• [BRIEF]
Go through the entries that follow and count every line with the string "directory". Reply with the number only.

• [RECORD EXCERPTS]
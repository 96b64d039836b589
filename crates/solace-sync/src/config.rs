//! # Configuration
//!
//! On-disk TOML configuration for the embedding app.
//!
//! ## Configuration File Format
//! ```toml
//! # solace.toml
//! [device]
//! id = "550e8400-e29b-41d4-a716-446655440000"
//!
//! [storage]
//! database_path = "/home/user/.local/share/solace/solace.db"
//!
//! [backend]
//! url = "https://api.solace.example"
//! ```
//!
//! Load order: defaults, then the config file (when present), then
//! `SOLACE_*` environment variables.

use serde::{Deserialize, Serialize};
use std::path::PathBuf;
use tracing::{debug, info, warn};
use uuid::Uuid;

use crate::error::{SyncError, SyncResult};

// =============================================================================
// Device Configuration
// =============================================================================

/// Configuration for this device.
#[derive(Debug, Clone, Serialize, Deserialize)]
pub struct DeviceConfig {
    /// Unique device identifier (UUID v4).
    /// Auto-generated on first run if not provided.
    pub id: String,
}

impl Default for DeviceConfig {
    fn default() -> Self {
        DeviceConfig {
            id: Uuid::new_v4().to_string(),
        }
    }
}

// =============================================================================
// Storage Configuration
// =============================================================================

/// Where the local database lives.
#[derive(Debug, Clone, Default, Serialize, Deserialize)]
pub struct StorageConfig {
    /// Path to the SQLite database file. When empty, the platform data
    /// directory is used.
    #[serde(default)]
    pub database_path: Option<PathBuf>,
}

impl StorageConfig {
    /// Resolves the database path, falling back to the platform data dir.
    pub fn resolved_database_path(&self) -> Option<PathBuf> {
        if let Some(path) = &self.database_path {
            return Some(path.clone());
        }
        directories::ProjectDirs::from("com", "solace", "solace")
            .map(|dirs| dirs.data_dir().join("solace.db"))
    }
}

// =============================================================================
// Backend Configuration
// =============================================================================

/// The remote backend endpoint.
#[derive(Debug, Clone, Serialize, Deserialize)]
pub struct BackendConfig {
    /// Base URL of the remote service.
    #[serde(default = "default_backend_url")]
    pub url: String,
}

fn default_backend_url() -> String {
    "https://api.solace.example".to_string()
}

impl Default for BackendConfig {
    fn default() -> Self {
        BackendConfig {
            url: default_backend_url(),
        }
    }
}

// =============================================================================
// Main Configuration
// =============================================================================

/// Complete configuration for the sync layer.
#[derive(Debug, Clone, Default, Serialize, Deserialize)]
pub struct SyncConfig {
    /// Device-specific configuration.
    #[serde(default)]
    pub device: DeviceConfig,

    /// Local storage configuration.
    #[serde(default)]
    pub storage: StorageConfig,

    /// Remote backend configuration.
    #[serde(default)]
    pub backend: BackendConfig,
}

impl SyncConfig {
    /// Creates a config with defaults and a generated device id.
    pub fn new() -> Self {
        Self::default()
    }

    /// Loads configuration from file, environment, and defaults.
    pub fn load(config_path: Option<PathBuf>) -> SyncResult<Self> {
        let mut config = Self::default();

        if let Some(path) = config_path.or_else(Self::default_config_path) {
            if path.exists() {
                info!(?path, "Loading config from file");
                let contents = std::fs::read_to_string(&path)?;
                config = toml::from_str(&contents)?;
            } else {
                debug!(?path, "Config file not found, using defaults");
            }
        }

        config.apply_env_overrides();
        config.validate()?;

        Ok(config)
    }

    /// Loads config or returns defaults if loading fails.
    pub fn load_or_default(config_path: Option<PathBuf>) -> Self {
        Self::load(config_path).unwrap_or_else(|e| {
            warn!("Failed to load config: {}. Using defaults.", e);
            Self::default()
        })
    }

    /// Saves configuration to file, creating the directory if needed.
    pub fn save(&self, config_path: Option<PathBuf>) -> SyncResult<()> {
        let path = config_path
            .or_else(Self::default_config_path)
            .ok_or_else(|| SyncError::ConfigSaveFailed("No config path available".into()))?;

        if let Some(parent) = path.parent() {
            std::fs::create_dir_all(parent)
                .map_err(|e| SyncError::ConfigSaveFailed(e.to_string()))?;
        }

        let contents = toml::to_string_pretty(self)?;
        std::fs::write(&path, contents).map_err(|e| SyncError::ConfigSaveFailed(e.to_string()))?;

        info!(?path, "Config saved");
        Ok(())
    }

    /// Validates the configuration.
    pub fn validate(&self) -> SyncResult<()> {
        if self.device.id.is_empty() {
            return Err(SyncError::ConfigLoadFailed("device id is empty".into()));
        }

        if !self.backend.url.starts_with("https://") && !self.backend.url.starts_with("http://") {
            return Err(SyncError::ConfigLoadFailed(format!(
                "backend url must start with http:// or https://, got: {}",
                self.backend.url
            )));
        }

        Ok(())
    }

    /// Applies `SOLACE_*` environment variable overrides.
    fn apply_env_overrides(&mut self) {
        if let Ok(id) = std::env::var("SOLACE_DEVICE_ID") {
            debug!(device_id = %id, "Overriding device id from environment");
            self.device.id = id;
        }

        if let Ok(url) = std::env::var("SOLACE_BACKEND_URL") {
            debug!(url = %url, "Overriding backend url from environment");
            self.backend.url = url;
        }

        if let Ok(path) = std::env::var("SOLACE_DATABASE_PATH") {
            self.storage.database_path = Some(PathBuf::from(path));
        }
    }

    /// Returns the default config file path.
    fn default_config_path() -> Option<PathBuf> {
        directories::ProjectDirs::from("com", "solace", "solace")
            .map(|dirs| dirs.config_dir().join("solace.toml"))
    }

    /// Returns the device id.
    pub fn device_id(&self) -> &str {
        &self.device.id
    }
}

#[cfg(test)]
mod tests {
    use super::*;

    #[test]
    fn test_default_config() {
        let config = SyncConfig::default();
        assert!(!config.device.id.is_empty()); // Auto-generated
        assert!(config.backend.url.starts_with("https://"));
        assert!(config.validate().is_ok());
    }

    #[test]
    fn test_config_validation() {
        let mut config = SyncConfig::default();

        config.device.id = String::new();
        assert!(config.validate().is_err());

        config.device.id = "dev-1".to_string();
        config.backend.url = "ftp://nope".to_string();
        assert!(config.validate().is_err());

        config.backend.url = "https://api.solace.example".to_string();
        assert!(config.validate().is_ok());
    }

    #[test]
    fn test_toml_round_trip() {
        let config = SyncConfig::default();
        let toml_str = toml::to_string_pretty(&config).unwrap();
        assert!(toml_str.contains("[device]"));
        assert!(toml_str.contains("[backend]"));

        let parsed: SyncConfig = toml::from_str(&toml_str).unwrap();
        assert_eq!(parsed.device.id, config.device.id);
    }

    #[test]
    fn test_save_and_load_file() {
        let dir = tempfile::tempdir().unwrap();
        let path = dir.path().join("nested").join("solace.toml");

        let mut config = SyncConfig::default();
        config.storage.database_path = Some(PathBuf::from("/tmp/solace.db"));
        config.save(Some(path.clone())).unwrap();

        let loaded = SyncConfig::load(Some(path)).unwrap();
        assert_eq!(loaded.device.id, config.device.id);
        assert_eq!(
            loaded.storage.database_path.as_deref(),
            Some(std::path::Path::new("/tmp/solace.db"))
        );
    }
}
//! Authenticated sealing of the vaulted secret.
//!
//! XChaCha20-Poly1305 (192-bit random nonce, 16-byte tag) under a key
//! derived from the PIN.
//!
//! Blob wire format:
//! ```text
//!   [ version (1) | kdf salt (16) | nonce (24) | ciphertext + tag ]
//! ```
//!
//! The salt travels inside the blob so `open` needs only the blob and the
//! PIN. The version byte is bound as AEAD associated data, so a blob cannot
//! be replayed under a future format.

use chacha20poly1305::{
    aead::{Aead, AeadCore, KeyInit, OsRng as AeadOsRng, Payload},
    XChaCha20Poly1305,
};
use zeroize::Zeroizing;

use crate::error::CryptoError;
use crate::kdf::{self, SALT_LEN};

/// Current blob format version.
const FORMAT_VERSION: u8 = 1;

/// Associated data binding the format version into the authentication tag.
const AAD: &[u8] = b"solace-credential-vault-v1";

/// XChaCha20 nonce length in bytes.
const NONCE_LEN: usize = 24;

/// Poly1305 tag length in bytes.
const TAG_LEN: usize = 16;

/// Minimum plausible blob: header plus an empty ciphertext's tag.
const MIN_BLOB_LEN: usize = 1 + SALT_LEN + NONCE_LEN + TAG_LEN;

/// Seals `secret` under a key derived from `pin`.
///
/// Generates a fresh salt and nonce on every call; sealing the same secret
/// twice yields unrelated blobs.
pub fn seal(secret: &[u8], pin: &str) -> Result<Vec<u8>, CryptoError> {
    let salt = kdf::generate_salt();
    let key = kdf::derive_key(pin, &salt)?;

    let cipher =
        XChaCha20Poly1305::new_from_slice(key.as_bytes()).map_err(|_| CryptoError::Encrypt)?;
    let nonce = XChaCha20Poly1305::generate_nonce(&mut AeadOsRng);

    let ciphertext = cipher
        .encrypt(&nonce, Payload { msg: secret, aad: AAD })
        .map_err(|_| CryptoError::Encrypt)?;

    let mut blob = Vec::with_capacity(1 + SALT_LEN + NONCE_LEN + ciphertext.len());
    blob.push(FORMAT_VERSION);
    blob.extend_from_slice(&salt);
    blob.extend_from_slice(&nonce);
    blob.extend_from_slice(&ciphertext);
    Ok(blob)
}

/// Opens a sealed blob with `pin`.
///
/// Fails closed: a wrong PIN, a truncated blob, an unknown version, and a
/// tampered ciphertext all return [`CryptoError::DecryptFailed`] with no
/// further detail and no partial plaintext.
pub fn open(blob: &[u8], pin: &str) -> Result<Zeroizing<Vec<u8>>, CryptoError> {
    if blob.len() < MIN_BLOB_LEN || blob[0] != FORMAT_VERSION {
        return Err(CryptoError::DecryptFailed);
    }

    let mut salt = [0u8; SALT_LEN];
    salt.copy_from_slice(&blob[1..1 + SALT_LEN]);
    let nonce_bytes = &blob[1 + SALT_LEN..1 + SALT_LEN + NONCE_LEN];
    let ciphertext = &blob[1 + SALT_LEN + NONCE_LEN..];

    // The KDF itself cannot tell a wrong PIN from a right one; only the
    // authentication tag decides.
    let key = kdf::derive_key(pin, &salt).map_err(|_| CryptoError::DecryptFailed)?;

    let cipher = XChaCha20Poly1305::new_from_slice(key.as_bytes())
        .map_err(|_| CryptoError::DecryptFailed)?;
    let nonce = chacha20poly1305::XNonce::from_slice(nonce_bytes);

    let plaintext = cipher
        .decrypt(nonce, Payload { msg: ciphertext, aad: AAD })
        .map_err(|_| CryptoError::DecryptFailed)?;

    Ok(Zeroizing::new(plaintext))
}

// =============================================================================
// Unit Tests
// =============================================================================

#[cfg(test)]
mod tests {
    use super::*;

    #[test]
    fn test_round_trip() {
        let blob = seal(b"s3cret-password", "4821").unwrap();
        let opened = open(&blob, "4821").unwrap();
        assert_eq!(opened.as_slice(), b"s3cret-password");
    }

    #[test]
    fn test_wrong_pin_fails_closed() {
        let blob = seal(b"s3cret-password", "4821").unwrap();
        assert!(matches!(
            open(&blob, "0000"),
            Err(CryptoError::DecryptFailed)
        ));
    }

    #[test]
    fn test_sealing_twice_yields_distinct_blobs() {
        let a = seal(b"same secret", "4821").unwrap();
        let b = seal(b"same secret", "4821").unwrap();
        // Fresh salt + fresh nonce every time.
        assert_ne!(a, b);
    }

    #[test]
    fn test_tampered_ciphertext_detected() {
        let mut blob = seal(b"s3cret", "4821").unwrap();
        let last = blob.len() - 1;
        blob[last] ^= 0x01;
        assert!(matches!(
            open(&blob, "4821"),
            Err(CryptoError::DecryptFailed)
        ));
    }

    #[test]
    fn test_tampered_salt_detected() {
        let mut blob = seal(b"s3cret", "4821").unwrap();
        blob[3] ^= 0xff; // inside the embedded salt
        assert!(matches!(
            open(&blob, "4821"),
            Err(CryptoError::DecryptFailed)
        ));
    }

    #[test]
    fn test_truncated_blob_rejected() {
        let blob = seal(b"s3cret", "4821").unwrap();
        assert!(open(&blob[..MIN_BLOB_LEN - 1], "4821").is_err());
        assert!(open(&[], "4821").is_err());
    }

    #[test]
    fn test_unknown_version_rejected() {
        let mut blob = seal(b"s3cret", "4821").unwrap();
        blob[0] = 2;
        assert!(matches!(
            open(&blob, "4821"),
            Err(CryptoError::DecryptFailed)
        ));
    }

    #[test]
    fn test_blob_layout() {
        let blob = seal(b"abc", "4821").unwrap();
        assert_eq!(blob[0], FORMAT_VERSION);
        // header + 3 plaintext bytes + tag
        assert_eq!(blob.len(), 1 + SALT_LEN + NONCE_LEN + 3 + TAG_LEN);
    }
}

• [OUTPUT OF THE TASK]
2